_Data in this exercise_
^^^^^^^^
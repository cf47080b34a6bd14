/* -------------------------------------------------------------------------- *\
 *        Apache 2.0 License Copyright © 2023-2025 The Kubuild Authors        *
 *                                                                            *
 *         +-------------------------------------------------------+          *
 *         | ██╗  ██╗██╗   ██╗██████╗ ██╗   ██╗██╗██╗     ██████╗  |          *
 *         | ██║ ██╔╝██║   ██║██╔══██╗██║   ██║██║██║     ██╔══██╗ |          *
 *         | █████╔╝ ██║   ██║██████╔╝██║   ██║██║██║     ██║  ██║ |          *
 *         | ██╔═██╗ ██║   ██║██╔══██╗██║   ██║██║██║     ██║  ██║ |          *
 *         | ██║  ██╗╚██████╔╝██████╔╝╚██████╔╝██║███████╗██████╔╝ |          *
 *         | ╚═╝  ╚═╝ ╚═════╝ ╚═════╝  ╚═════╝ ╚═╝╚══════╝╚═════╝  |          *
 *         +-------------------------------------------------------+          *
 *                                                                            *
 *                   In-Cluster Image Builds for Kubernetes                   *
 *                                                                            *
 * -------------------------------------------------------------------------- *
 *                                                                            *
 *   Licensed under the Apache License, Version 2.0 (the "License");          *
 *   you may not use this file except in compliance with the License.         *
 *   You may obtain a copy of the License at                                  *
 *                                                                            *
 *       http://www.apache.org/licenses/LICENSE-2.0                           *
 *                                                                            *
 *   Unless required by applicable law or agreed to in writing, software      *
 *   distributed under the License is distributed on an "AS IS" BASIS,        *
 *   WITHOUT WARRANTIES OR CONDITIONS OF ANY KIND, either express or implied. *
 *   See the License for the specific language governing permissions and      *
 *   limitations under the License.                                           *
 *                                                                            *
\* -------------------------------------------------------------------------- */

//! Fan-in of per-solve status streams onto one writer.
//!
//! Each target (and helper task) gets a prefixed sub-writer; the
//! printer at the end of the channel renders everything in arrival
//! order. The channel closes when the multi-writer and every derived
//! sub-writer have been dropped, and `Printer::wait` observes that.

use kubuild_proto::control::StatusResponse;
use tokio::sync::mpsc;
use tokio::task::JoinHandle;

mod printer;

pub use printer::Printer;

/// One rendered progress event.
#[derive(Debug)]
pub enum ProgressEvent {
    Status { prefix: String, status: StatusResponse },
    Message { prefix: String, line: String },
}

/// The fan-in point; derive prefixed sub-writers from it.
#[derive(Debug, Clone)]
pub struct MultiWriter {
    tx: mpsc::Sender<ProgressEvent>,
}

impl MultiWriter {
    pub fn new() -> (Self, mpsc::Receiver<ProgressEvent>) {
        let (tx, rx) = mpsc::channel(64);
        (Self { tx }, rx)
    }

    pub fn with_prefix(
        &self,
        name: &str,
        force: bool,
    ) -> ProgressWriter {
        let prefix = if force || !name.is_empty() {
            name.to_string()
        } else {
            String::new()
        };
        ProgressWriter { prefix, tx: self.tx.clone() }
    }
}

/// A prefixed sub-writer for one solve (or helper task).
#[derive(Debug, Clone)]
pub struct ProgressWriter {
    prefix: String,
    tx: mpsc::Sender<ProgressEvent>,
}

impl ProgressWriter {
    pub async fn status(&self, status: StatusResponse) {
        let _ = self
            .tx
            .send(ProgressEvent::Status {
                prefix: self.prefix.clone(),
                status,
            })
            .await;
    }

    pub async fn message(&self, line: impl Into<String>) {
        let _ = self
            .tx
            .send(ProgressEvent::Message {
                prefix: self.prefix.clone(),
                line: line.into(),
            })
            .await;
    }

    /// A plain status channel for APIs that stream `StatusResponse`;
    /// events forward into the fan-in until the producer hangs up.
    pub fn status_channel(&self) -> mpsc::Sender<StatusResponse> {
        let (tx, mut rx) = mpsc::channel(16);
        let writer = self.clone();
        let _: JoinHandle<()> = tokio::spawn(async move {
            while let Some(status) = rx.recv().await {
                writer.status(status).await;
            }
        });
        tx
    }

    /// A line sink for lifecycle logs; lines forward until the
    /// producer hangs up.
    pub fn line_channel(&self) -> mpsc::UnboundedSender<String> {
        let (tx, mut rx) = mpsc::unbounded_channel();
        let writer = self.clone();
        let _: JoinHandle<()> = tokio::spawn(async move {
            while let Some(line) = rx.recv().await {
                writer.message(line).await;
            }
        });
        tx
    }
}

#[cfg(test)]
mod tests {
    use super::*;

    #[tokio::test]
    async fn test_prefixes_flow_through() {
        let (mw, mut rx) = MultiWriter::new();
        let a = mw.with_prefix("frontend", true);
        let b = mw.with_prefix("backend", true);
        drop(mw);

        a.message("building").await;
        b.message("building").await;
        drop(a);
        drop(b);

        let mut prefixes = Vec::new();
        while let Some(event) = rx.recv().await {
            if let ProgressEvent::Message { prefix, .. } = event {
                prefixes.push(prefix);
            }
        }
        assert_eq!(prefixes, vec!["frontend", "backend"]);
    }

    #[tokio::test]
    async fn test_channel_closes_when_writers_drop() {
        let (mw, mut rx) = MultiWriter::new();
        let writer = mw.with_prefix("t", false);
        drop(mw);
        drop(writer);
        assert!(rx.recv().await.is_none());
    }

    #[tokio::test]
    async fn test_status_channel_forwards() {
        let (mw, mut rx) = MultiWriter::new();
        let writer = mw.with_prefix("t", true);
        drop(mw);

        let status_tx = writer.status_channel();
        drop(writer);
        status_tx
            .send(StatusResponse::default())
            .await
            .expect("send");
        drop(status_tx);

        match rx.recv().await {
            Some(ProgressEvent::Status { prefix, .. }) => {
                assert_eq!(prefix, "t")
            }
            other => panic!("unexpected event: {other:?}"),
        }
    }
}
^^^^^^^^
_Exercise description_
A word-for-word copy of the data is what should be returned.

_Finished exercise_
repository cf47080b34a6bd14
/* -------------------------------------------------------------------------- *\
 *        Apache 2.0 License Copyright © 2023-2025 The Kubuild Authors        *
 *                                                                            *
 *         +-------------------------------------------------------+          *
 *         | ██╗  ██╗██╗   ██╗██████╗ ██╗   ██╗██╗██╗     ██████╗  |          *
 *         | ██║ ██╔╝██║   ██║██╔══██╗██║   ██║██║██║     ██╔══██╗ |          *
 *         | █████╔╝ ██║   ██║██████╔╝██║   ██║██║██║     ██║  ██║ |          *
 *         | ██╔═██╗ ██║   ██║██╔══██╗██║   ██║██║██║     ██║  ██║ |          *
 *         | ██║  ██╗╚██████╔╝██████╔╝╚██████╔╝██║███████╗██████╔╝ |          *
 *         | ╚═╝  ╚═╝ ╚═════╝ ╚═════╝  ╚═════╝ ╚═╝╚══════╝╚═════╝  |          *
 *         +-------------------------------------------------------+          *
 *                                                                            *
 *                   In-Cluster Image Builds for Kubernetes                   *
 *                                                                            *
 * -------------------------------------------------------------------------- *
 *                                                                            *
 *   Licensed under the Apache License, Version 2.0 (the "License");          *
 *   you may not use this file except in compliance with the License.         *
 *   You may obtain a copy of the License at                                  *
 *                                                                            *
 *       http://www.apache.org/licenses/LICENSE-2.0                           *
 *                                                                            *
 *   Unless required by applicable law or agreed to in writing, software      *
 *   distributed under the License is distributed on an "AS IS" BASIS,        *
 *   WITHOUT WARRANTIES OR CONDITIONS OF ANY KIND, either express or implied. *
 *   See the License for the specific language governing permissions and      *
 *   limitations under the License.                                           *
 *                                                                            *
\* -------------------------------------------------------------------------- */

//! Fan-in of per-solve status streams onto one writer.
//!
//! Each target (and helper task) gets a prefixed sub-writer; the
//! printer at the end of the channel renders everything in arrival
//! order. The channel closes when the multi-writer and every derived
//! sub-writer have been dropped, and `Printer::wait` observes that.

use kubuild_proto::control::StatusResponse;
use tokio::sync::mpsc;
use tokio::task::JoinHandle;

mod printer;

pub use printer::Printer;

/// One rendered progress event.
#[derive(Debug)]
pub enum ProgressEvent {
    Status { prefix: String, status: StatusResponse },
    Message { prefix: String, line: String },
}

/// The fan-in point; derive prefixed sub-writers from it.
#[derive(Debug, Clone)]
pub struct MultiWriter {
    tx: mpsc::Sender<ProgressEvent>,
}

impl MultiWriter {
    pub fn new() -> (Self, mpsc::Receiver<ProgressEvent>) {
        let (tx, rx) = mpsc::channel(64);
        (Self { tx }, rx)
    }

    pub fn with_prefix(
        &self,
        name: &str,
        force: bool,
    ) -> ProgressWriter {
        let prefix = if force || !name.is_empty() {
            name.to_string()
        } else {
            String::new()
        };
        ProgressWriter { prefix, tx: self.tx.clone() }
    }
}

/// A prefixed sub-writer for one solve (or helper task).
#[derive(Debug, Clone)]
pub struct ProgressWriter {
    prefix: String,
    tx: mpsc::Sender<ProgressEvent>,
}

impl ProgressWriter {
    pub async fn status(&self, status: StatusResponse) {
        let _ = self
            .tx
            .send(ProgressEvent::Status {
                prefix: self.prefix.clone(),
                status,
            })
            .await;
    }

    pub async fn message(&self, line: impl Into<String>) {
        let _ = self
            .tx
            .send(ProgressEvent::Message {
                prefix: self.prefix.clone(),
                line: line.into(),
            })
            .await;
    }

    /// A plain status channel for APIs that stream `StatusResponse`;
    /// events forward into the fan-in until the producer hangs up.
    pub fn status_channel(&self) -> mpsc::Sender<StatusResponse> {
        let (tx, mut rx) = mpsc::channel(16);
        let writer = self.clone();
        let _: JoinHandle<()> = tokio::spawn(async move {
            while let Some(status) = rx.recv().await {
                writer.status(status).await;
            }
        });
        tx
    }

    /// A line sink for lifecycle logs; lines forward until the
    /// producer hangs up.
    pub fn line_channel(&self) -> mpsc::UnboundedSender<String> {
        let (tx, mut rx) = mpsc::unbounded_channel();
        let writer = self.clone();
        let _: JoinHandle<()> = tokio::spawn(async move {
            while let Some(line) = rx.recv().await {
                writer.message(line).await;
            }
        });
        tx
    }
}

#[cfg(test)]
mod tests {
    use super::*;

    #[tokio::test]
    async fn test_prefixes_flow_through() {
        let (mw, mut rx) = MultiWriter::new();
        let a = mw.with_prefix("frontend", true);
        let b = mw.with_prefix("backend", true);
        drop(mw);

        a.message("building").await;
        b.message("building").await;
        drop(a);
        drop(b);

        let mut prefixes = Vec::new();
        while let Some(event) = rx.recv().await {
            if let ProgressEvent::Message { prefix, .. } = event {
                prefixes.push(prefix);
            }
        }
        assert_eq!(prefixes, vec!["frontend", "backend"]);
    }

    #[tokio::test]
    async fn test_channel_closes_when_writers_drop() {
        let (mw, mut rx) = MultiWriter::new();
        let writer = mw.with_prefix("t", false);
        drop(mw);
        drop(writer);
        assert!(rx.recv().await.is_none());
    }

    #[tokio::test]
    async fn test_status_channel_forwards() {
        let (mw, mut rx) = MultiWriter::new();
        let writer = mw.with_prefix("t", true);
        drop(mw);

        let status_tx = writer.status_channel();
        drop(writer);
        status_tx
            .send(StatusResponse::default())
            .await
            .expect("send");
        drop(status_tx);

        match rx.recv().await {
            Some(ProgressEvent::Status { prefix, .. }) => {
                assert_eq!(prefix, "t")
            }
            other => panic!("unexpected event: {other:?}"),
        }
    }
}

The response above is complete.